++++ SOURCE MATERIAL ++++

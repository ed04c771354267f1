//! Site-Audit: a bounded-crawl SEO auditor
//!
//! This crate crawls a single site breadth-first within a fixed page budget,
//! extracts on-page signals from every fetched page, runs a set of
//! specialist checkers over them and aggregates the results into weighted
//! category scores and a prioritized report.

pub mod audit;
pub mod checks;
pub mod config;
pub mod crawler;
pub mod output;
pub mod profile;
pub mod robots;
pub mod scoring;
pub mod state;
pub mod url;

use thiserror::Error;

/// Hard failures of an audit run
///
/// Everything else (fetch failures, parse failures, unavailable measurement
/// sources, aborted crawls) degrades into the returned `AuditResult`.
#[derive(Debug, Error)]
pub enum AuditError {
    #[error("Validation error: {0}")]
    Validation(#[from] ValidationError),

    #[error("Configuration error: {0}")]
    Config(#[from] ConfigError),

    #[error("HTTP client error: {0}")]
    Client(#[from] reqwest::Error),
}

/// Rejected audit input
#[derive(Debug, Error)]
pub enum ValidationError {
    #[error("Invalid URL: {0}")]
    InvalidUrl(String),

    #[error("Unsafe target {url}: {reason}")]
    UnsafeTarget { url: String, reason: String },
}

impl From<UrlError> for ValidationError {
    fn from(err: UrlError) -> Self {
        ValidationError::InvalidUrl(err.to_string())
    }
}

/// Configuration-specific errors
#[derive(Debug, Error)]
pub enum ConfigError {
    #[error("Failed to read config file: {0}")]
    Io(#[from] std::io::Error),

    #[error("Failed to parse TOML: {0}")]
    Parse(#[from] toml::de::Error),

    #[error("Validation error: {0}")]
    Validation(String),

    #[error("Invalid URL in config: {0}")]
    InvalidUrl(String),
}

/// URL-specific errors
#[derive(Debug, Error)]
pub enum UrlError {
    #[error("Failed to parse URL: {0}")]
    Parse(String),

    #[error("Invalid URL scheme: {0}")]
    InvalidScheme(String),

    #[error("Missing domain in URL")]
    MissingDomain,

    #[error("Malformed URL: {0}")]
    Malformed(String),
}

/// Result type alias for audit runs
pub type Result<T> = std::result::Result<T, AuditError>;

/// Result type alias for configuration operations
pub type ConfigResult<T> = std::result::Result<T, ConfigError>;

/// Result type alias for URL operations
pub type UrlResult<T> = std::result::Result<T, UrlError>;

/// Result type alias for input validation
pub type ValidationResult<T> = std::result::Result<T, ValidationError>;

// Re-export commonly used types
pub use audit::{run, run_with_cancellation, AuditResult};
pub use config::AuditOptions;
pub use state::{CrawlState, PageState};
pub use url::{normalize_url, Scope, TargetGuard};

++++
++++ SOURCE MATERIAL ++++

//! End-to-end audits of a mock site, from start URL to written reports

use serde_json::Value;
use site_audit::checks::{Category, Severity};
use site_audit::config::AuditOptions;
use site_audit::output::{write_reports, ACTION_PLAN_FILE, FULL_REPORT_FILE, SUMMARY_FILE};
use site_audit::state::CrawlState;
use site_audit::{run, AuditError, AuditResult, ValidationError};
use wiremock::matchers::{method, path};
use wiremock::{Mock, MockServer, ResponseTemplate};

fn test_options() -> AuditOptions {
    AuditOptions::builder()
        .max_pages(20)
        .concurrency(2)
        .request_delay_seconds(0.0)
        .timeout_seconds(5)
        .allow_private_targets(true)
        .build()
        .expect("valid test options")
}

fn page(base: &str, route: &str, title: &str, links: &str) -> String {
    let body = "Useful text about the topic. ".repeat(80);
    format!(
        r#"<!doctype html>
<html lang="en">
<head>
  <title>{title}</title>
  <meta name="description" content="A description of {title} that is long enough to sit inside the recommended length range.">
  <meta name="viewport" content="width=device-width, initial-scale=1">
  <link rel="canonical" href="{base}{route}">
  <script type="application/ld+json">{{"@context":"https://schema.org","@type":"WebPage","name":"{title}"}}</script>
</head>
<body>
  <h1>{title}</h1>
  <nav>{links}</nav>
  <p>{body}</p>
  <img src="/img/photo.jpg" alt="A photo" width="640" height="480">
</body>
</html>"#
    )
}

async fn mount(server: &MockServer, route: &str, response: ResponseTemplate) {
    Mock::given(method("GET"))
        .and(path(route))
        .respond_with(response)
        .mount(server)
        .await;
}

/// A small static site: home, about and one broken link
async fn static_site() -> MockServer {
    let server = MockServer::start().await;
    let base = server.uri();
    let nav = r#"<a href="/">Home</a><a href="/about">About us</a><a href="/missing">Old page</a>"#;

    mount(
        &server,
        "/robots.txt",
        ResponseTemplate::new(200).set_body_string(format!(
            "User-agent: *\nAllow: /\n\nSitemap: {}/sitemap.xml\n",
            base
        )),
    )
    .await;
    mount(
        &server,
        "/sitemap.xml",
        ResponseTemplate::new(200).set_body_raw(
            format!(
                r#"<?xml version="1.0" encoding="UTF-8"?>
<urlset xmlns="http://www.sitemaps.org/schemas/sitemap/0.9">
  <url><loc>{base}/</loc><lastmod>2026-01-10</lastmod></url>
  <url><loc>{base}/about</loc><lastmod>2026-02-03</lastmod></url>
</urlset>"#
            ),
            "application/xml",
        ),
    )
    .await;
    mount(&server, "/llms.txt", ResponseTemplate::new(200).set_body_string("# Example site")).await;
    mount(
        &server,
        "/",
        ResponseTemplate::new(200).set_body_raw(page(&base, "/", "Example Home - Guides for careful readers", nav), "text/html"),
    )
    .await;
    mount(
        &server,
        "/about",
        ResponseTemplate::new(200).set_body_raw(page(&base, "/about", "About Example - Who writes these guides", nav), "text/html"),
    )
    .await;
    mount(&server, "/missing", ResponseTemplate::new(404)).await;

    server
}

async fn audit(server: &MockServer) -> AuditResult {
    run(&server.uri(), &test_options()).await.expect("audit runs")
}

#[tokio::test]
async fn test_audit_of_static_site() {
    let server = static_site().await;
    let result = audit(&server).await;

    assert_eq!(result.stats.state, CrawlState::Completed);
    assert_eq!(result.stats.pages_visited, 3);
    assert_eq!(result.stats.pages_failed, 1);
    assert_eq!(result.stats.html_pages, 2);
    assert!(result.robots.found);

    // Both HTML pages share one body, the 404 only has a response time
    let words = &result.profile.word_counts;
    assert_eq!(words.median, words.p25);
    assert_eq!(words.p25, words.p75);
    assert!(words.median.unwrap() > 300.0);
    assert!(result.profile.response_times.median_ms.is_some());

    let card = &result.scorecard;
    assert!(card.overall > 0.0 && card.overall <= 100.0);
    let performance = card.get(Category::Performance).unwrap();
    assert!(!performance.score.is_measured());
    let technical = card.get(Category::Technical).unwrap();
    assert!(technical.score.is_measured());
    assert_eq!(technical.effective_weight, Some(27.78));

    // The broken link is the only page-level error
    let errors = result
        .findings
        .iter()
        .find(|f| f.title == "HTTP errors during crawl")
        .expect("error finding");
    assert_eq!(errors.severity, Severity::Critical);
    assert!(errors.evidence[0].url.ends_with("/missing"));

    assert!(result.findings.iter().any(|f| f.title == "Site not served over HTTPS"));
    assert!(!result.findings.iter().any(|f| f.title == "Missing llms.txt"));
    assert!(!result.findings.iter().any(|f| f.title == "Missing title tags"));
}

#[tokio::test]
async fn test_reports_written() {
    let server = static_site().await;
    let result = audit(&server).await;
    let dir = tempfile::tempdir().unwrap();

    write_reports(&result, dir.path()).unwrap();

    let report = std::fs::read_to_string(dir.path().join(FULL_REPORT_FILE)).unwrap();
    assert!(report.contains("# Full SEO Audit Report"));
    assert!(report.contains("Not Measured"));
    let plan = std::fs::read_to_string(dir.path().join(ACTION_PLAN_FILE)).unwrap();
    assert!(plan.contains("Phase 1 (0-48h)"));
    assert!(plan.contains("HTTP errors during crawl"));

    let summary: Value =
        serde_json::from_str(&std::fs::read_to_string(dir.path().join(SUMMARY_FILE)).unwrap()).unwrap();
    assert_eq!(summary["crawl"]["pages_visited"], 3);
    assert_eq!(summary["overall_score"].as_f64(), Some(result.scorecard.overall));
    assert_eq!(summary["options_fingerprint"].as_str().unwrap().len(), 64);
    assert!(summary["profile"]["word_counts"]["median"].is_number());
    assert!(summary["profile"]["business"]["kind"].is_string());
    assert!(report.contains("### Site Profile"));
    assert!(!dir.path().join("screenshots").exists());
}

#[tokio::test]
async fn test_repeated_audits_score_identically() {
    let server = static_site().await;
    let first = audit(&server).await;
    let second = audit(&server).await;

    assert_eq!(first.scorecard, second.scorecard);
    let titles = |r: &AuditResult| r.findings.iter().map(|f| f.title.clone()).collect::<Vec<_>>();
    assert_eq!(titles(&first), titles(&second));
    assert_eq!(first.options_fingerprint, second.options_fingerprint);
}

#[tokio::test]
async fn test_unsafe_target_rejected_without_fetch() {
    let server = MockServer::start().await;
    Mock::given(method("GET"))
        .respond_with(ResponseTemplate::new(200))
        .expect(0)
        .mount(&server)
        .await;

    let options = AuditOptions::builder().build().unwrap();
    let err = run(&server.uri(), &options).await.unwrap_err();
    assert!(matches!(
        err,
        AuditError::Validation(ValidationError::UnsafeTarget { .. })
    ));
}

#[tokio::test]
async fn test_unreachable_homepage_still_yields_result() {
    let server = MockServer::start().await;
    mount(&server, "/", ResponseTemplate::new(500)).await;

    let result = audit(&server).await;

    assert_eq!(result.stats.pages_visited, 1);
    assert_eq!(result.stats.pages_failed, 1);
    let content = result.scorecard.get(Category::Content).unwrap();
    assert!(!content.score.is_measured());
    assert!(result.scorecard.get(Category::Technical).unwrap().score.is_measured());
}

++++

**EXERCISE AIM**.
Looking at the records above, count the lines where the word "lastmod" appears. State only the number.

**ANSWER TO THIS PROBLEM**.
2